→ Problem requirements
Write out each record again exactly as it stands.

Start of Working data

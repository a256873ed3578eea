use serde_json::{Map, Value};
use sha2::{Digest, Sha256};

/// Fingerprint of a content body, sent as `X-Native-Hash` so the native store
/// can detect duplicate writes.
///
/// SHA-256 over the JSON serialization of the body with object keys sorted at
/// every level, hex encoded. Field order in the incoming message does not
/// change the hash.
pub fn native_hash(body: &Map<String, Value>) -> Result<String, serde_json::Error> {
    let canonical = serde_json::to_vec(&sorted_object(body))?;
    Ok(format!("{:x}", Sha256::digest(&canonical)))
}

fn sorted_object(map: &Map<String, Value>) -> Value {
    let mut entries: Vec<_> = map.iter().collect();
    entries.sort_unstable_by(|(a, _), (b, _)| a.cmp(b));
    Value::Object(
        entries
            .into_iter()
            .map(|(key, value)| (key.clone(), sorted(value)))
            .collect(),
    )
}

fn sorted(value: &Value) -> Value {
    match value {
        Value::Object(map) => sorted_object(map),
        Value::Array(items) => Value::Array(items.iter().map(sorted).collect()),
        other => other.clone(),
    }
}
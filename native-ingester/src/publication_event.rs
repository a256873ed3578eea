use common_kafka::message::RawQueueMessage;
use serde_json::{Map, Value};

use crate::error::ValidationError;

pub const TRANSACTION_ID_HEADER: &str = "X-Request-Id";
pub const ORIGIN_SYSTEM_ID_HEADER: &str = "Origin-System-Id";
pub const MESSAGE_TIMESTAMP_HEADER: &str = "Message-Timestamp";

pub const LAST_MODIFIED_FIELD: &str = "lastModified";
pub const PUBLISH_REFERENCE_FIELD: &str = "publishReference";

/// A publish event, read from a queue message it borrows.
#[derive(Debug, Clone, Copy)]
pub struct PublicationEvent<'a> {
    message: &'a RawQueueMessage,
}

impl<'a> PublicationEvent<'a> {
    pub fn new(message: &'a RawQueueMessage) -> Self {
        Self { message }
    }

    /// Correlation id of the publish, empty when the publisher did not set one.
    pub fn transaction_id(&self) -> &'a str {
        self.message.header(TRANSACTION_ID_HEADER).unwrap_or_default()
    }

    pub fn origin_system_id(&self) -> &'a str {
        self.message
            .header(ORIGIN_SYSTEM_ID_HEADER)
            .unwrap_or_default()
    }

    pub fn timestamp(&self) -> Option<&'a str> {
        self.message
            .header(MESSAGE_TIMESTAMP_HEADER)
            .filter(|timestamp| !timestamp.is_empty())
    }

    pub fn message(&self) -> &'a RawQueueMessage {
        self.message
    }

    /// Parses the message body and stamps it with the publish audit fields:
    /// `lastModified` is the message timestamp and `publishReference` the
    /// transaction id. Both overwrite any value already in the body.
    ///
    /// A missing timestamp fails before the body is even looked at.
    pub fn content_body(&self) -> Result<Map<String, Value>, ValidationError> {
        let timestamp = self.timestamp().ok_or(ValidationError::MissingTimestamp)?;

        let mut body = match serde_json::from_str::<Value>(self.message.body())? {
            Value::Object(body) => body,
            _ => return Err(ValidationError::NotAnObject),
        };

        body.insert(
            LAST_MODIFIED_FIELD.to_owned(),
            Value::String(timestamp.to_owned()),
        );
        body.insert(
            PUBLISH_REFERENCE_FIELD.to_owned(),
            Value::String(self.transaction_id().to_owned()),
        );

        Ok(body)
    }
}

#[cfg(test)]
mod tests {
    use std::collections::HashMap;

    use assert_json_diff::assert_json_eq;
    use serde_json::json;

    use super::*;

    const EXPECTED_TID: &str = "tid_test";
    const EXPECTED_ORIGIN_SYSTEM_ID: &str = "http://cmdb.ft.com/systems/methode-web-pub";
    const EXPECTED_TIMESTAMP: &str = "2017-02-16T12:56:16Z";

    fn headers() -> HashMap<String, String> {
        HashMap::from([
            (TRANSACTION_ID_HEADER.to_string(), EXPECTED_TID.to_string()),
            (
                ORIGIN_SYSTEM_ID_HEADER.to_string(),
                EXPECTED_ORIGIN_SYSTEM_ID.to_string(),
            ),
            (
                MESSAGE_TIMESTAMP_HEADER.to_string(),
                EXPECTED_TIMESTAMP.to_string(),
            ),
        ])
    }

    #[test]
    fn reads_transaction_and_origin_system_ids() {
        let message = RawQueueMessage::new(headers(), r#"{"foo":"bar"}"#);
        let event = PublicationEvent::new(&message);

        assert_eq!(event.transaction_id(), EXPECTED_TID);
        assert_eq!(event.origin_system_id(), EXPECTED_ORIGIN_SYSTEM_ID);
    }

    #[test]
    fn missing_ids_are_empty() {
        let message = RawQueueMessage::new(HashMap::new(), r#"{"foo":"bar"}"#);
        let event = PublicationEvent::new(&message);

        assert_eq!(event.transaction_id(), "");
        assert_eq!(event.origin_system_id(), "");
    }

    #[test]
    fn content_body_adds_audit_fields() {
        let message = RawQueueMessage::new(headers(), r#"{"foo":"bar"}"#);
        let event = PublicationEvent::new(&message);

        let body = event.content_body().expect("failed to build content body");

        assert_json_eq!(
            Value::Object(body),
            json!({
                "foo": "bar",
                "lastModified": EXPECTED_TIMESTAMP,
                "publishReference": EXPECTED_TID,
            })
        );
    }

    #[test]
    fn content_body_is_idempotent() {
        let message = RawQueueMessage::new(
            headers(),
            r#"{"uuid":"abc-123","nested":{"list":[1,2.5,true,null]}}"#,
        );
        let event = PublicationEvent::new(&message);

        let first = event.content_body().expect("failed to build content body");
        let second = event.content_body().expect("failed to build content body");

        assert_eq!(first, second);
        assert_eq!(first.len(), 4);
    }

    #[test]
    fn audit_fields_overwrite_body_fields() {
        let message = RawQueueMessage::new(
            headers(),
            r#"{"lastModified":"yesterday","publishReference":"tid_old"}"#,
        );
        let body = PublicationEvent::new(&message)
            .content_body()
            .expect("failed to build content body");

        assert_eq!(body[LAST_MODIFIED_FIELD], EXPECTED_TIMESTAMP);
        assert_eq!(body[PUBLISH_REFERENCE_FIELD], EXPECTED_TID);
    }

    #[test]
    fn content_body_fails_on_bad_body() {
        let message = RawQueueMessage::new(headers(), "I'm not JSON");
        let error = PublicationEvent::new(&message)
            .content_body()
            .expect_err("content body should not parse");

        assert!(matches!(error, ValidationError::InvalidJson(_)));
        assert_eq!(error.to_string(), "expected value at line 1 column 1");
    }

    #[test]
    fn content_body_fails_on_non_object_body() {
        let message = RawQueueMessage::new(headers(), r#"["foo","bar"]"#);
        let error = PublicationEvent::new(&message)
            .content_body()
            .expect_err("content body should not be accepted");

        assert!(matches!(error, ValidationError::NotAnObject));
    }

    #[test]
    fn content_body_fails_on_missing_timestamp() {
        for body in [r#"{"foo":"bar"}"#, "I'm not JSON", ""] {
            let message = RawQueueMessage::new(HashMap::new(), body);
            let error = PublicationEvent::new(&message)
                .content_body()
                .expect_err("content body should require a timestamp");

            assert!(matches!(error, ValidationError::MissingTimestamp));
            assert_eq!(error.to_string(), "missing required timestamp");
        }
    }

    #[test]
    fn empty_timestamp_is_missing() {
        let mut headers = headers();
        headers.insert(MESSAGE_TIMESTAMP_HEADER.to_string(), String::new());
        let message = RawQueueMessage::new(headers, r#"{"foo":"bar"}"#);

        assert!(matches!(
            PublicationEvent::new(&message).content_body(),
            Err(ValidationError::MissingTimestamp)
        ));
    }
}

End of Working data

→ Task answer
repository a256873ed3578eea
use serde_json::{Map, Value};
use sha2::{Digest, Sha256};

/// Fingerprint of a content body, sent as `X-Native-Hash` so the native store
/// can detect duplicate writes.
///
/// SHA-256 over the JSON serialization of the body with object keys sorted at
/// every level, hex encoded. Field order in the incoming message does not
/// change the hash.
pub fn native_hash(body: &Map<String, Value>) -> Result<String, serde_json::Error> {
    let canonical = serde_json::to_vec(&sorted_object(body))?;
    Ok(format!("{:x}", Sha256::digest(&canonical)))
}

fn sorted_object(map: &Map<String, Value>) -> Value {
    let mut entries: Vec<_> = map.iter().collect();
    entries.sort_unstable_by(|(a, _), (b, _)| a.cmp(b));
    Value::Object(
        entries
            .into_iter()
            .map(|(key, value)| (key.clone(), sorted(value)))
            .collect(),
    )
}

fn sorted(value: &Value) -> Value {
    match value {
        Value::Object(map) => sorted_object(map),
        Value::Array(items) => Value::Array(items.iter().map(sorted).collect()),
        other => other.clone(),
    }
}
filename native-ingester/src/publication_event.rs
repository a256873ed3578eea
use common_kafka::message::RawQueueMessage;
use serde_json::{Map, Value};

use crate::error::ValidationError;

pub const TRANSACTION_ID_HEADER: &str = "X-Request-Id";
pub const ORIGIN_SYSTEM_ID_HEADER: &str = "Origin-System-Id";
pub const MESSAGE_TIMESTAMP_HEADER: &str = "Message-Timestamp";

pub const LAST_MODIFIED_FIELD: &str = "lastModified";
pub const PUBLISH_REFERENCE_FIELD: &str = "publishReference";

/// A publish event, read from a queue message it borrows.
#[derive(Debug, Clone, Copy)]
pub struct PublicationEvent<'a> {
    message: &'a RawQueueMessage,
}

impl<'a> PublicationEvent<'a> {
    pub fn new(message: &'a RawQueueMessage) -> Self {
        Self { message }
    }

    /// Correlation id of the publish, empty when the publisher did not set one.
    pub fn transaction_id(&self) -> &'a str {
        self.message.header(TRANSACTION_ID_HEADER).unwrap_or_default()
    }

    pub fn origin_system_id(&self) -> &'a str {
        self.message
            .header(ORIGIN_SYSTEM_ID_HEADER)
            .unwrap_or_default()
    }

    pub fn timestamp(&self) -> Option<&'a str> {
        self.message
            .header(MESSAGE_TIMESTAMP_HEADER)
            .filter(|timestamp| !timestamp.is_empty())
    }

    pub fn message(&self) -> &'a RawQueueMessage {
        self.message
    }

    /// Parses the message body and stamps it with the publish audit fields:
    /// `lastModified` is the message timestamp and `publishReference` the
    /// transaction id. Both overwrite any value already in the body.
    ///
    /// A missing timestamp fails before the body is even looked at.
    pub fn content_body(&self) -> Result<Map<String, Value>, ValidationError> {
        let timestamp = self.timestamp().ok_or(ValidationError::MissingTimestamp)?;

        let mut body = match serde_json::from_str::<Value>(self.message.body())? {
            Value::Object(body) => body,
            _ => return Err(ValidationError::NotAnObject),
        };

        body.insert(
            LAST_MODIFIED_FIELD.to_owned(),
            Value::String(timestamp.to_owned()),
        );
        body.insert(
            PUBLISH_REFERENCE_FIELD.to_owned(),
            Value::String(self.transaction_id().to_owned()),
        );

        Ok(body)
    }
}

#[cfg(test)]
mod tests {
    use std::collections::HashMap;

    use assert_json_diff::assert_json_eq;
    use serde_json::json;

    use super::*;

    const EXPECTED_TID: &str = "tid_test";
    const EXPECTED_ORIGIN_SYSTEM_ID: &str = "http://cmdb.ft.com/systems/methode-web-pub";
    const EXPECTED_TIMESTAMP: &str = "2017-02-16T12:56:16Z";

    fn headers() -> HashMap<String, String> {
        HashMap::from([
            (TRANSACTION_ID_HEADER.to_string(), EXPECTED_TID.to_string()),
            (
                ORIGIN_SYSTEM_ID_HEADER.to_string(),
                EXPECTED_ORIGIN_SYSTEM_ID.to_string(),
            ),
            (
                MESSAGE_TIMESTAMP_HEADER.to_string(),
                EXPECTED_TIMESTAMP.to_string(),
            ),
        ])
    }

    #[test]
    fn reads_transaction_and_origin_system_ids() {
        let message = RawQueueMessage::new(headers(), r#"{"foo":"bar"}"#);
        let event = PublicationEvent::new(&message);

        assert_eq!(event.transaction_id(), EXPECTED_TID);
        assert_eq!(event.origin_system_id(), EXPECTED_ORIGIN_SYSTEM_ID);
    }

    #[test]
    fn missing_ids_are_empty() {
        let message = RawQueueMessage::new(HashMap::new(), r#"{"foo":"bar"}"#);
        let event = PublicationEvent::new(&message);

        assert_eq!(event.transaction_id(), "");
        assert_eq!(event.origin_system_id(), "");
    }

    #[test]
    fn content_body_adds_audit_fields() {
        let message = RawQueueMessage::new(headers(), r#"{"foo":"bar"}"#);
        let event = PublicationEvent::new(&message);

        let body = event.content_body().expect("failed to build content body");

        assert_json_eq!(
            Value::Object(body),
            json!({
                "foo": "bar",
                "lastModified": EXPECTED_TIMESTAMP,
                "publishReference": EXPECTED_TID,
            })
        );
    }

    #[test]
    fn content_body_is_idempotent() {
        let message = RawQueueMessage::new(
            headers(),
            r#"{"uuid":"abc-123","nested":{"list":[1,2.5,true,null]}}"#,
        );
        let event = PublicationEvent::new(&message);

        let first = event.content_body().expect("failed to build content body");
        let second = event.content_body().expect("failed to build content body");

        assert_eq!(first, second);
        assert_eq!(first.len(), 4);
    }

    #[test]
    fn audit_fields_overwrite_body_fields() {
        let message = RawQueueMessage::new(
            headers(),
            r#"{"lastModified":"yesterday","publishReference":"tid_old"}"#,
        );
        let body = PublicationEvent::new(&message)
            .content_body()
            .expect("failed to build content body");

        assert_eq!(body[LAST_MODIFIED_FIELD], EXPECTED_TIMESTAMP);
        assert_eq!(body[PUBLISH_REFERENCE_FIELD], EXPECTED_TID);
    }

    #[test]
    fn content_body_fails_on_bad_body() {
        let message = RawQueueMessage::new(headers(), "I'm not JSON");
        let error = PublicationEvent::new(&message)
            .content_body()
            .expect_err("content body should not parse");

        assert!(matches!(error, ValidationError::InvalidJson(_)));
        assert_eq!(error.to_string(), "expected value at line 1 column 1");
    }

    #[test]
    fn content_body_fails_on_non_object_body() {
        let message = RawQueueMessage::new(headers(), r#"["foo","bar"]"#);
        let error = PublicationEvent::new(&message)
            .content_body()
            .expect_err("content body should not be accepted");

        assert!(matches!(error, ValidationError::NotAnObject));
    }

    #[test]
    fn content_body_fails_on_missing_timestamp() {
        for body in [r#"{"foo":"bar"}"#, "I'm not JSON", ""] {
            let message = RawQueueMessage::new(HashMap::new(), body);
            let error = PublicationEvent::new(&message)
                .content_body()
                .expect_err("content body should require a timestamp");

            assert!(matches!(error, ValidationError::MissingTimestamp));
            assert_eq!(error.to_string(), "missing required timestamp");
        }
    }

    #[test]
    fn empty_timestamp_is_missing() {
        let mut headers = headers();
        headers.insert(MESSAGE_TIMESTAMP_HEADER.to_string(), String::new());
        let message = RawQueueMessage::new(headers, r#"{"foo":"bar"}"#);

        assert!(matches!(
            PublicationEvent::new(&message).content_body(),
            Err(ValidationError::MissingTimestamp)
        ));
    }
}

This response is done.